**INFORMATION**
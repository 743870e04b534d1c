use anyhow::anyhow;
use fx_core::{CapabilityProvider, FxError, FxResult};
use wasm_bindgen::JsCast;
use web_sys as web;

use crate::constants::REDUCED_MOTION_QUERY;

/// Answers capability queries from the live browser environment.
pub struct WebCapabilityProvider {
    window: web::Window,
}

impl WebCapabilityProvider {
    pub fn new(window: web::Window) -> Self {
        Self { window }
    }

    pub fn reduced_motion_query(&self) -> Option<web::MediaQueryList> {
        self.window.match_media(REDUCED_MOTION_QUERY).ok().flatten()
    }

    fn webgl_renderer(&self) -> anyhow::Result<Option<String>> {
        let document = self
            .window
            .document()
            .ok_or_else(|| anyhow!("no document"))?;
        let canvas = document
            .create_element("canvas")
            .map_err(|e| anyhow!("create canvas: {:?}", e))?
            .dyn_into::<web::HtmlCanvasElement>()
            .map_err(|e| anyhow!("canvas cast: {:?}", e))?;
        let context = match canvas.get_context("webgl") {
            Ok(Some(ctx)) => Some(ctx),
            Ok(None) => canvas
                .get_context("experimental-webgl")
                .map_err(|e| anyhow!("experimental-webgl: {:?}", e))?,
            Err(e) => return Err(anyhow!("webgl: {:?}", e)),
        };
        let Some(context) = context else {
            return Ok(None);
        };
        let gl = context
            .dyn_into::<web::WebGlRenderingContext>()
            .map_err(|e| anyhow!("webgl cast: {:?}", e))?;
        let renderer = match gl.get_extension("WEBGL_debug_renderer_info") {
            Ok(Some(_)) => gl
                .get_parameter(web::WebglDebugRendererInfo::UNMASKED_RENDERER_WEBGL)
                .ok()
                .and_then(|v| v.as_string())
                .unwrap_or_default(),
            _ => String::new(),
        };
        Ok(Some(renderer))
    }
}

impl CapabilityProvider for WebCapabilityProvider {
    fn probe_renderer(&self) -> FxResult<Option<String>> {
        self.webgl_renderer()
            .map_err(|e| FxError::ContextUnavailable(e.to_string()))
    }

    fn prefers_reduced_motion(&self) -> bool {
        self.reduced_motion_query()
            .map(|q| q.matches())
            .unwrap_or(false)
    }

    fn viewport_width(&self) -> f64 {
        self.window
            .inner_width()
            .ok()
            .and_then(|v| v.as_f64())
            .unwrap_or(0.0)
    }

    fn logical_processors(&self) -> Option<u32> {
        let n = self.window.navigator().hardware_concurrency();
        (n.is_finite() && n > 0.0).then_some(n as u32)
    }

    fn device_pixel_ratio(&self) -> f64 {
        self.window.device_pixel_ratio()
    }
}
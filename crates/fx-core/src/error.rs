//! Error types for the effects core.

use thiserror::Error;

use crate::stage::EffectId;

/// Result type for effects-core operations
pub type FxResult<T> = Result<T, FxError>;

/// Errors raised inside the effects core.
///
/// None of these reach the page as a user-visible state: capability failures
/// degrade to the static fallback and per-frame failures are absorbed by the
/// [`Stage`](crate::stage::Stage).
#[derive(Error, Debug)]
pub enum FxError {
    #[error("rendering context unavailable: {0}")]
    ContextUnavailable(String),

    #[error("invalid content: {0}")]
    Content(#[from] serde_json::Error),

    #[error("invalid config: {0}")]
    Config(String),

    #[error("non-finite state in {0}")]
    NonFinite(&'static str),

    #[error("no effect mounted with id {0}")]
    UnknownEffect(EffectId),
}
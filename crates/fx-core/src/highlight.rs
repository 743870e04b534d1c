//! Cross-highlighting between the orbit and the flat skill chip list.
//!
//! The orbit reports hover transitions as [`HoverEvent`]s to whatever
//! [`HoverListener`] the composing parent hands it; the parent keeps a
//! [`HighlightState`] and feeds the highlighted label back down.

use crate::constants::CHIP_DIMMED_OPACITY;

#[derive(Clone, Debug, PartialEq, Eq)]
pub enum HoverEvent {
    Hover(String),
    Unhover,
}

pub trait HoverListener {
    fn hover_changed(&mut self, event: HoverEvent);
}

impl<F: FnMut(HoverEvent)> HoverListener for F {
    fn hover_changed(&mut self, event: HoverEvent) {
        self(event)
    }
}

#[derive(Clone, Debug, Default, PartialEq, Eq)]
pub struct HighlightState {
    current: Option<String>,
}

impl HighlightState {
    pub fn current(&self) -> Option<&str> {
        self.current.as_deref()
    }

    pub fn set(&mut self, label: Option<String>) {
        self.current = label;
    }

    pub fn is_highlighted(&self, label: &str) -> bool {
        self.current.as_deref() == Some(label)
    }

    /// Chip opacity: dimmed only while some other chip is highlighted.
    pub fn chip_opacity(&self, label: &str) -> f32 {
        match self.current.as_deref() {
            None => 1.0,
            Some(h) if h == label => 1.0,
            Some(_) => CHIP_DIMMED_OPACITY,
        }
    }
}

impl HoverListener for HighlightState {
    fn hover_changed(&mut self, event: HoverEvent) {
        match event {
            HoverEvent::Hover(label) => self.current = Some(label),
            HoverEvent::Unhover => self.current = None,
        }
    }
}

**TASK DETAILS**
Give back the whole of the data above, exactly as written.

**RESULT**
repository 743870e04b534d1c
use anyhow::anyhow;
use fx_core::{CapabilityProvider, FxError, FxResult};
use wasm_bindgen::JsCast;
use web_sys as web;

use crate::constants::REDUCED_MOTION_QUERY;

/// Answers capability queries from the live browser environment.
pub struct WebCapabilityProvider {
    window: web::Window,
}

impl WebCapabilityProvider {
    pub fn new(window: web::Window) -> Self {
        Self { window }
    }

    pub fn reduced_motion_query(&self) -> Option<web::MediaQueryList> {
        self.window.match_media(REDUCED_MOTION_QUERY).ok().flatten()
    }

    fn webgl_renderer(&self) -> anyhow::Result<Option<String>> {
        let document = self
            .window
            .document()
            .ok_or_else(|| anyhow!("no document"))?;
        let canvas = document
            .create_element("canvas")
            .map_err(|e| anyhow!("create canvas: {:?}", e))?
            .dyn_into::<web::HtmlCanvasElement>()
            .map_err(|e| anyhow!("canvas cast: {:?}", e))?;
        let context = match canvas.get_context("webgl") {
            Ok(Some(ctx)) => Some(ctx),
            Ok(None) => canvas
                .get_context("experimental-webgl")
                .map_err(|e| anyhow!("experimental-webgl: {:?}", e))?,
            Err(e) => return Err(anyhow!("webgl: {:?}", e)),
        };
        let Some(context) = context else {
            return Ok(None);
        };
        let gl = context
            .dyn_into::<web::WebGlRenderingContext>()
            .map_err(|e| anyhow!("webgl cast: {:?}", e))?;
        let renderer = match gl.get_extension("WEBGL_debug_renderer_info") {
            Ok(Some(_)) => gl
                .get_parameter(web::WebglDebugRendererInfo::UNMASKED_RENDERER_WEBGL)
                .ok()
                .and_then(|v| v.as_string())
                .unwrap_or_default(),
            _ => String::new(),
        };
        Ok(Some(renderer))
    }
}

impl CapabilityProvider for WebCapabilityProvider {
    fn probe_renderer(&self) -> FxResult<Option<String>> {
        self.webgl_renderer()
            .map_err(|e| FxError::ContextUnavailable(e.to_string()))
    }

    fn prefers_reduced_motion(&self) -> bool {
        self.reduced_motion_query()
            .map(|q| q.matches())
            .unwrap_or(false)
    }

    fn viewport_width(&self) -> f64 {
        self.window
            .inner_width()
            .ok()
            .and_then(|v| v.as_f64())
            .unwrap_or(0.0)
    }

    fn logical_processors(&self) -> Option<u32> {
        let n = self.window.navigator().hardware_concurrency();
        (n.is_finite() && n > 0.0).then_some(n as u32)
    }

    fn device_pixel_ratio(&self) -> f64 {
        self.window.device_pixel_ratio()
    }
}
filename crates/fx-core/src/error.rs
//! Error types for the effects core.

use thiserror::Error;

use crate::stage::EffectId;

/// Result type for effects-core operations
pub type FxResult<T> = Result<T, FxError>;

/// Errors raised inside the effects core.
///
/// None of these reach the page as a user-visible state: capability failures
/// degrade to the static fallback and per-frame failures are absorbed by the
/// [`Stage`](crate::stage::Stage).
#[derive(Error, Debug)]
pub enum FxError {
    #[error("rendering context unavailable: {0}")]
    ContextUnavailable(String),

    #[error("invalid content: {0}")]
    Content(#[from] serde_json::Error),

    #[error("invalid config: {0}")]
    Config(String),

    #[error("non-finite state in {0}")]
    NonFinite(&'static str),

    #[error("no effect mounted with id {0}")]
    UnknownEffect(EffectId),
}
filename crates/fx-core/src/highlight.rs
repository 743870e04b534d1c
//! Cross-highlighting between the orbit and the flat skill chip list.
//!
//! The orbit reports hover transitions as [`HoverEvent`]s to whatever
//! [`HoverListener`] the composing parent hands it; the parent keeps a
//! [`HighlightState`] and feeds the highlighted label back down.

use crate::constants::CHIP_DIMMED_OPACITY;

#[derive(Clone, Debug, PartialEq, Eq)]
pub enum HoverEvent {
    Hover(String),
    Unhover,
}

pub trait HoverListener {
    fn hover_changed(&mut self, event: HoverEvent);
}

impl<F: FnMut(HoverEvent)> HoverListener for F {
    fn hover_changed(&mut self, event: HoverEvent) {
        self(event)
    }
}

#[derive(Clone, Debug, Default, PartialEq, Eq)]
pub struct HighlightState {
    current: Option<String>,
}

impl HighlightState {
    pub fn current(&self) -> Option<&str> {
        self.current.as_deref()
    }

    pub fn set(&mut self, label: Option<String>) {
        self.current = label;
    }

    pub fn is_highlighted(&self, label: &str) -> bool {
        self.current.as_deref() == Some(label)
    }

    /// Chip opacity: dimmed only while some other chip is highlighted.
    pub fn chip_opacity(&self, label: &str) -> f32 {
        match self.current.as_deref() {
            None => 1.0,
            Some(h) if h == label => 1.0,
            Some(_) => CHIP_DIMMED_OPACITY,
        }
    }
}

impl HoverListener for HighlightState {
    fn hover_changed(&mut self, event: HoverEvent) {
        match event {
            HoverEvent::Hover(label) => self.current = Some(label),
            HoverEvent::Unhover => self.current = None,
        }
    }
}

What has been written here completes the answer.